On Sun, Apr 7, 2013 at 6:39 PM, Karen Coyle <kco...@kcoyle.net> wrote:

> 1) Jessamyn - can you add a Q to the FAQ of the sort "Help, I made a
> huge mess!"? I guess it should say to end email to help, and include the
> URL of the page involved in the mess.
>

It should also give some idea of the expected reaction time. If I see "send
an email" and a link to the report thingy, I might feel disheartened. If it
says "please contact us! We try to fix any problems like these in a couple
days" (or whatever is true - this one was certainly fast, and it's Sunday!)
it'd make me more likely to write.


> 2) Can we get the community page listed on the home page? Then we can
> link from that to the FAQ as well. (In fact, I find the Help page
> singularly unhelpful at the moment, but I assume that Jessamyn has
> noticed that as well.)
>

The first thing I noticed on the Help page (and which still surprises me
every time) is that it doesn't even *link* to the editing FAQ directly. I'd
say the "edit/correct" on "You are welcome to edit/correct any errors or
omissions you see on Open Library" should certainly link to
http://openlibrary.org/help/faq/editing (either that, or it should read:
"You are welcome to edit/correct any errors or omissions you see on Open
Library - it's an open, editable wiki. Look for the EDIT button. See our
Editing FAQ to learn more".)

3) We still don't have an online discussion forum -- we have pages, but
> no where except email to discuss. Maybe that's just a matter of starting
> up a page and making it a discussion? I just feel like we have a lot of
> info that is buried in the email list that then doesn't help others who
> run into the same thing.
>

For what it's worth, the first thing I looked for when I saw this was an
IRC channel - that's usually the best place for people to get instant help
in MusicBrainz, but of course it depends on having a group of people who
are active on IRC which might not be true of OpenLibrary.

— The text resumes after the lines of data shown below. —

//! File access primitives shared by the PE rewriter and the ILK helper.
//!
//! # Key Components
//!
//! - [`FileMap`] - A writable memory map of an existing file. The PE image is patched
//!   through this map; changes hit the disk when the map is flushed on drop.
//! - [`replace_file`] - Atomic rename used to commit the rewritten PDB over the
//!   original. The rename is the single commit point of a run.
//! - [`crate::file::Parser`] / [`crate::file::io`] - Bounds-checked binary decoding
//!   used by every parser in the crate.
//!
//! The map is intentionally minimal: the rewriter never changes a file's size, so
//! "give me a writable byte buffer of length N backed by the file" is the whole
//! contract.

pub mod io;
mod parser;

pub use parser::Parser;

use std::{fs, path::Path};

use memmap2::MmapMut;

use crate::Result;

/// A file mapped read-write into memory.
///
/// The mapping is shared, so stores into [`FileMap::data_mut`] reach the file itself.
/// Dirty pages are flushed when the map is dropped; an explicit earlier flush is not
/// needed for correctness, only for error reporting.
///
/// # Examples
///
/// ```rust,no_run
/// use pefreeze::file::FileMap;
/// use std::path::Path;
///
/// let mut map = FileMap::open(Path::new("app.exe"))?;
/// println!("mapped {} bytes", map.len());
/// # Ok::<(), pefreeze::Error>(())
/// ```
#[derive(Debug)]
pub struct FileMap {
    data: MmapMut,
}

impl FileMap {
    /// Map an existing file read-write.
    ///
    /// ## Arguments
    /// * 'path' - The file to map
    ///
    /// # Errors
    /// Returns an error if the file cannot be opened for writing or the mapping fails
    /// (for example, an empty file cannot be mapped on all platforms).
    pub fn open(path: &Path) -> Result<FileMap> {
        let file = fs::OpenOptions::new().read(true).write(true).open(path)?;
        let data = unsafe { MmapMut::map_mut(&file) }?;

        Ok(FileMap { data })
    }

    /// Returns the length of the mapped file in bytes
    #[must_use]
    pub fn len(&self) -> usize {
        self.data.len()
    }

    /// Returns `true` if the mapped file is empty
    #[must_use]
    pub fn is_empty(&self) -> bool {
        self.data.is_empty()
    }

    /// Returns the mapped bytes
    #[must_use]
    pub fn data(&self) -> &[u8] {
        &self.data
    }

    /// Returns the mapped bytes for mutation. Stores are visible in the file once the
    /// map is flushed.
    #[must_use]
    pub fn data_mut(&mut self) -> &mut [u8] {
        &mut self.data
    }
}

impl Drop for FileMap {
    fn drop(&mut self) {
        // Commit on drop. A failed flush here has no channel to report through; the
        // OS will still write dirty pages back on unmap.
        let _ = self.data.flush();
    }
}

/// Rename `src` over `dest`, replacing it.
///
/// On Unix `rename(2)` already replaces the destination atomically. On Windows the
/// destination has to be removed first.
///
/// # Errors
/// Returns an error if the rename (or, on Windows, the removal) fails.
pub fn replace_file(src: &Path, dest: &Path) -> Result<()> {
    #[cfg(windows)]
    match fs::remove_file(dest) {
        Ok(()) => {}
        Err(error) if error.kind() == std::io::ErrorKind::NotFound => {}
        Err(error) => return Err(error.into()),
    }

    fs::rename(src, dest)?;
    Ok(())
}
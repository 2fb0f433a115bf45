#![deny(missing_docs)]

//! # pefreeze
//!
//! A library for making Windows PE/PE+ executables and their PDB debug databases
//! **byte-for-byte reproducible**: two otherwise-identical builds of the same source
//! produce identical output files after a pass through this tool.
//!
//! Linkers embed wall-clock timestamps, memory addresses, uninitialised struct
//! padding and randomly generated GUIDs throughout both file formats. `pefreeze`
//! rewrites those fields with deterministic substitutes while preserving every
//! relationship the loader, the debugger and the incremental linker depend on, in
//! particular the `(GUID, age)` pairing between an image's CodeView record and its
//! PDB.
//!
//! # Architecture
//!
//! - [`crate::pe`] - parses the PE/PE+ header chain and enumerates the
//!   non-deterministic fields into a [`crate::patches::PatchSet`].
//! - [`crate::patches`] - deferred in-place patches, plus the MD5 *gap checksum*
//!   over the unpatched regions that serves as the deterministic PDB signature.
//! - [`crate::msf`] - the MultiStream File container engine: reads the
//!   page-indirected container every PDB lives in, and writes a fresh one with a
//!   rebuilt stream table and free page map.
//! - [`crate::pdb`] - walks the versioned PDB substreams (header, DBI, symbol
//!   records, public symbols, `/names`, `/LinkInfo`, module streams) and normalises
//!   every known source of non-determinism. Unknown streams pass through unchanged.
//! - [`patch_image`] - the driver sequencing one `(image, pdb?)` invocation with a
//!   single commit point.
//!
//! # Usage
//!
//! ```rust,no_run
//! use std::path::Path;
//!
//! // Rewrite an image and its PDB in place.
//! pefreeze::patch_image(Path::new("app.exe"), Some(Path::new("app.pdb")), false)?;
//!
//! // Report what would change without writing anything.
//! pefreeze::patch_image(Path::new("app.exe"), None, true)?;
//! # Ok::<(), pefreeze::Error>(())
//! ```
//!
//! Running the tool on its own output changes nothing; determinism is the whole
//! point, and idempotence falls out of it.
//!
//! # What gets rewritten
//!
//! | Location | Field | Replacement |
//! |---|---|---|
//! | `IMAGE_FILE_HEADER` | `TimeDateStamp` | fixed epoch ([`pe::REPRO_TIMESTAMP`]) |
//! | Optional header | `CheckSum` | fixed epoch |
//! | Export / resource / debug directories | `TimeDateStamp` | fixed epoch |
//! | CodeView record | `Signature`, `Age` | gap checksum, 1 |
//! | PDB header stream | timestamp, age, GUID | fixed epoch, 1, gap checksum |
//! | DBI stream | age, struct padding, scratch fields | 1, zeros |
//! | Symbol records | trailing padding | zeros |
//! | `/names`, file info, manifest module | temp-path GUIDs, offset order | null GUID, sorted |
//! | `.ilk` | stored signature copy | gap checksum |
//!
//! # Limitations
//!
//! Only MSF 7.00 containers are understood (no PDB 2.0), TPI/IPI type streams pass
//! through untouched, and nothing here loads or relocates the image. Rewrites of
//! the same file pair are not safe to run concurrently.
//!
//! # Error Handling
//!
//! All operations return [`Result<T, Error>`](Result). Parsing fails fast on the
//! first inconsistency; the PDB on disk is never clobbered by a failed run, because
//! the rewritten PDB is renamed into place only after everything else succeeded.

#[macro_use]
mod error;

mod ilk;
mod rewrite;

pub mod file;
pub mod msf;
pub mod patches;
pub mod pdb;
pub mod pe;

pub use error::Error;
pub use rewrite::patch_image;

/// Convenience alias for this crate's [`Error`].
pub type Result<T> = std::result::Result<T, Error>;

Since I have a distrust of forms like http://openlibrary.org/contact (maybe
undeserved, but my experience with those is that people take ages to reply)
and also since it's generally more useful to contact the community
directly, I then moved on to check mailing lists.

But I couldn't find any description of the lists, apart from their names -
while I won't claim we're perfect in this regard, we do have
http://musicbrainz.org/doc/Communication/Mailing_Lists which clearly (I
hope!) explains what each of the lists is for. Here, I wasn't sure where to
write: lib, since this seems related to the librarianship-ish part of OL?
tech, since it's clearly also a tech problem? Or discuss, since it's more
general and probably more active? I picked the latter, but still don't know
if one of the others would have been a better choice :)

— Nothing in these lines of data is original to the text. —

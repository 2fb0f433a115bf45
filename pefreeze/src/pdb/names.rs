//! Patchers for the named streams (`/names`, `/LinkInfo`) and GUID normalisation.
//!
//! Temporary files created during linking carry randomly generated GUIDs in their
//! paths, and those paths end up in several PDB substreams. [`normalize_guid`]
//! rewrites such a GUID to the all-zero GUID in place; since the replacement has the
//! exact same length, surrounding data is untouched.

use crate::{
    file::io::{read_le, write_le},
    msf::MemoryStream,
    pdb::format::{LinkInfo, StringTableHeader, HASH_TABLE_SIGNATURE, NULL_GUID_NAME},
    Result,
};

/// Overwrites the first `{8-4-4-4-12}` hex GUID found in `name` with the null GUID.
///
/// The pattern is fixed-width (38 bytes), so a simple scan suffices. Only the first
/// occurrence is rewritten; linker-generated temp paths carry exactly one.
pub fn normalize_guid(name: &mut [u8]) {
    const GROUPS: [usize; 5] = [8, 4, 4, 4, 12];

    let len = NULL_GUID_NAME.len();
    if name.len() < len {
        return;
    }

    'scan: for start in 0..=name.len() - len {
        if name[start] != b'{' || name[start + len - 1] != b'}' {
            continue;
        }

        let mut pos = start + 1;
        for (i, &group) in GROUPS.iter().enumerate() {
            if !name[pos..pos + group].iter().all(u8::is_ascii_hexdigit) {
                continue 'scan;
            }
            pos += group;

            if i + 1 < GROUPS.len() {
                if name[pos] != b'-' {
                    continue 'scan;
                }
                pos += 1;
            }
        }

        name[start..start + len].copy_from_slice(NULL_GUID_NAME);
        return;
    }
}

/// Patches the `/LinkInfo` stream.
///
/// The on-disk `size` field is the true length; the rest of the stream appears to be
/// garbage and is truncated away.
///
/// # Errors
/// Returns [`crate::Error::InvalidPdb`] for a header that is cut short or a size
/// larger than the stream.
pub fn patch_link_info_stream(stream: &mut MemoryStream) -> Result<()> {
    let length = stream.len();
    if length == 0 {
        return Ok(());
    }

    if length < LinkInfo::SIZE {
        return Err(invalid_pdb!("got partial LinkInfo stream"));
    }

    let size: u32 = read_le(stream.data(), LinkInfo::SIZE_OFFSET)
        .ok_or_else(|| invalid_pdb!("got partial LinkInfo stream"))?;

    if size as usize > length {
        return Err(invalid_pdb!("LinkInfo size too large for stream"));
    }

    stream.resize(size as usize);
    Ok(())
}

/// Patches the `/names` stream.
///
/// Two sources of non-determinism live here: the trailing offsets array is emitted
/// in nondeterministic order by the producer (it gets sorted), and the file names
/// the offsets point into may carry temp-file GUIDs (they get normalised).
///
/// # Errors
/// Returns [`crate::Error::InvalidPdb`] for a bad signature or version, or any
/// truncated table piece.
pub fn patch_names_stream(stream: &mut MemoryStream) -> Result<()> {
    let data = stream.data_mut();

    if data.len() < StringTableHeader::SIZE {
        return Err(invalid_pdb!("missing string table header"));
    }

    let signature: u32 = read_le(data, StringTableHeader::SIGNATURE_OFFSET)
        .ok_or_else(|| invalid_pdb!("missing string table header"))?;
    if signature != HASH_TABLE_SIGNATURE {
        return Err(invalid_pdb!("got invalid string table signature"));
    }

    let version: u32 = read_le(data, StringTableHeader::VERSION_OFFSET)
        .ok_or_else(|| invalid_pdb!("missing string table header"))?;
    if version != 1 && version != 2 {
        return Err(invalid_pdb!(
            "got invalid or unsupported string table version"
        ));
    }

    let strings_size = read_le::<u32>(data, StringTableHeader::STRINGS_SIZE_OFFSET)
        .ok_or_else(|| invalid_pdb!("missing string table header"))?
        as usize;

    let strings_start = StringTableHeader::SIZE;
    let strings_end = strings_start
        .checked_add(strings_size)
        .filter(|&end| end <= data.len())
        .ok_or_else(|| invalid_pdb!("got partial string table data"))?;

    let count_offset = strings_end;
    let offsets_start = count_offset + 4;
    let offsets_count = read_le::<u32>(data, count_offset)
        .ok_or_else(|| invalid_pdb!("missing string table offset array length"))?
        as usize;

    let offsets_end = offsets_count
        .checked_mul(4)
        .and_then(|bytes| offsets_start.checked_add(bytes))
        .filter(|&end| end <= data.len())
        .ok_or_else(|| invalid_pdb!("got partial string table offsets array"))?;

    // Sort the offsets; some non-determinism creeps into their order in the
    // producer even for identical string sets.
    let mut offsets: Vec<u32> = data[offsets_start..offsets_end]
        .chunks_exact(4)
        .map(|chunk| u32::from_le_bytes(chunk.try_into().unwrap()))
        .collect();
    offsets.sort_unstable();

    for (i, &offset) in offsets.iter().enumerate() {
        let _ = write_le(data, offsets_start + i * 4, offset);
    }

    for &offset in &offsets {
        let offset = offset as usize;
        if offset == 0 {
            continue;
        }

        if offset >= strings_size {
            return Err(invalid_pdb!("got invalid offset into string table"));
        }

        let string_start = strings_start + offset;
        let string_len = data[string_start..strings_end]
            .iter()
            .position(|&b| b == 0)
            .ok_or_else(|| invalid_pdb!("got invalid offset into string table"))?;

        normalize_guid(&mut data[string_start..string_start + string_len]);
    }

    Ok(())
}

#[cfg(test)]
mod tests {
    use super::*;

    #[test]
    fn normalizes_a_guid_in_place() {
        let mut name = b"C:\\tmp\\{12345678-90AB-CDEF-1234-567890ABCDEF}\\foo.obj".to_vec();
        normalize_guid(&mut name);
        assert_eq!(
            name,
            b"C:\\tmp\\{00000000-0000-0000-0000-000000000000}\\foo.obj"
        );
    }

    #[test]
    fn leaves_non_guids_alone() {
        let cases: &[&[u8]] = &[
            b"no guid here at all, not even close to one.......",
            b"{12345678-90AB-CDEF-1234-567890ABCDE}",  // group too short
            b"{12345678+90AB-CDEF-1234-567890ABCDEF}", // wrong separator
            b"{1234567G-90AB-CDEF-1234-567890ABCDEF}", // not hex
            b"{1234}",
        ];

        for case in cases {
            let mut name = case.to_vec();
            normalize_guid(&mut name);
            assert_eq!(&name, case);
        }
    }

    #[test]
    fn normalizes_only_the_first_guid() {
        let mut name =
            b"{AAAAAAAA-BBBB-CCCC-DDDD-EEEEEEEEEEEE}{AAAAAAAA-BBBB-CCCC-DDDD-EEEEEEEEEEEE}"
                .to_vec();
        normalize_guid(&mut name);
        assert_eq!(
            name,
            b"{00000000-0000-0000-0000-000000000000}{AAAAAAAA-BBBB-CCCC-DDDD-EEEEEEEEEEEE}"
                .to_vec()
        );
    }

    #[test]
    fn link_info_truncates_trailing_garbage() {
        let mut data = vec![0u8; 64];
        data[0..4].copy_from_slice(&40u32.to_le_bytes());
        let mut stream = MemoryStream::new(data);

        patch_link_info_stream(&mut stream).unwrap();
        assert_eq!(stream.len(), 40);
    }

    #[test]
    fn link_info_empty_stream_is_fine() {
        let mut stream = MemoryStream::new(Vec::new());
        patch_link_info_stream(&mut stream).unwrap();
        assert_eq!(stream.len(), 0);
    }

    #[test]
    fn link_info_rejects_oversized_size() {
        let mut data = vec![0u8; 32];
        data[0..4].copy_from_slice(&100u32.to_le_bytes());
        let mut stream = MemoryStream::new(data);

        let error = patch_link_info_stream(&mut stream).unwrap_err();
        assert_eq!(
            error.to_string(),
            "Invalid PDB (LinkInfo size too large for stream)"
        );
    }

    fn names_stream(strings: &[u8], offsets: &[u32]) -> MemoryStream {
        let mut data = Vec::new();
        data.extend_from_slice(&HASH_TABLE_SIGNATURE.to_le_bytes());
        data.extend_from_slice(&1u32.to_le_bytes());
        data.extend_from_slice(&(strings.len() as u32).to_le_bytes());
        data.extend_from_slice(strings);
        data.extend_from_slice(&(offsets.len() as u32).to_le_bytes());
        for &offset in offsets {
            data.extend_from_slice(&offset.to_le_bytes());
        }
        MemoryStream::new(data)
    }

    #[test]
    fn names_offsets_get_sorted_and_guids_cleared() {
        let mut strings = vec![0u8];
        let first = strings.len() as u32;
        strings.extend_from_slice(b"plain.obj\0");
        let second = strings.len() as u32;
        strings.extend_from_slice(b"x\\{12345678-90AB-CDEF-1234-567890ABCDEF}\\a.obj\0");

        let mut stream = names_stream(&strings, &[second, 0, first]);
        patch_names_stream(&mut stream).unwrap();

        let data = stream.data();
        let offsets_start = StringTableHeader::SIZE + strings.len() + 4;
        let sorted: Vec<u32> = data[offsets_start..offsets_start + 12]
            .chunks_exact(4)
            .map(|chunk| u32::from_le_bytes(chunk.try_into().unwrap()))
            .collect();
        assert_eq!(sorted, vec![0, first, second]);

        let patched = &data[StringTableHeader::SIZE + second as usize..];
        assert!(patched.starts_with(b"x\\{00000000-0000-0000-0000-000000000000}\\a.obj"));
    }

    #[test]
    fn names_rejects_bad_signature() {
        let mut stream = names_stream(b"\0", &[0]);
        stream.data_mut()[0] = 0;

        let error = patch_names_stream(&mut stream).unwrap_err();
        assert_eq!(
            error.to_string(),
            "Invalid PDB (got invalid string table signature)"
        );
    }

    #[test]
    fn names_rejects_bad_version() {
        let mut stream = names_stream(b"\0", &[0]);
        stream.data_mut()[4] = 3;

        assert!(patch_names_stream(&mut stream).is_err());
    }

    #[test]
    fn names_rejects_offset_past_strings() {
        let mut stream = names_stream(b"\0ab\0", &[100]);
        let error = patch_names_stream(&mut stream).unwrap_err();
        assert_eq!(
            error.to_string(),
            "Invalid PDB (got invalid offset into string table)"
        );
    }
}
mod app;

use clap::Parser;

use crate::app::Cli;

fn main() -> anyhow::Result<()> {
    let cli = Cli::parse();

    // Patch reports go to stderr at info+; --verbose enables debug; RUST_LOG overrides
    let level = if cli.verbose {
        log::LevelFilter::Debug
    } else {
        log::LevelFilter::Info
    };
    env_logger::Builder::new()
        .filter_level(level)
        .parse_default_env()
        .target(env_logger::Target::Stderr)
        .format_timestamp(None)
        .format_module_path(false)
        .format_target(false)
        .init();

    if cli.dry_run {
        log::info!("Dry run: no files will be modified");
    }

    pefreeze::patch_image(&cli.image, cli.pdb.as_deref(), cli.dry_run)?;

    Ok(())
}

Also, there seems to be no easily-available archive of the lists. It's
strange enough that they are visible only to members (aren't we an open
project? Hope so, since I just included me in it without even noticing it
with that "we"). It's just silly that once I *am* a member, I get "Message
Archives - Message archival for this list have been disabled." Isn't this
an Internet Archive project? How is *not archiving* lists something that
makes sense in that context? I did find an external archive of -discuss
(not of -lib, though) but it seems very weird that OL doesn't seem to have
one.

And since I just saw the "Problem?" button for the first time, I'm not sure
it's in a very good place. And that seems to just send a mail to the same
support centre as the normal contact option, skipping the users - a better
way would seem to be something like Laurence suggests, where future (only
logged-in?) visitors to the page would be told "Someone reported a problem!
Can you help?". A dashboard page with every reported problem would be nice,
too!

4) Related to #3, there isn't a way that I can see to "watch" a page and
> be notified about changes. I still see a need for a full-fledged wiki
> for some of this work.


Might I suggest a similar system to the one we use? In MusicBrainz, each
user can "subscribe to" specific artists, and get notified daily when
changes are made to them. It works similarly to "watch" in Wikipedia, I
guess - in our case it is useful in that since our changes aren't usually
instantaneous, it lets people know if they have something to vote on for
their subscribed artists, or labels... but I'd say it would certainly be
useful even if only to see a diff. In answer to Laurence, I don't think
edit wars would be a problem. I know they don't seem to be with our system,
at least, but in general, books are hopefully less controversial a subject
than most of Wikipedia's, and should mean we get a more peaceful crowd.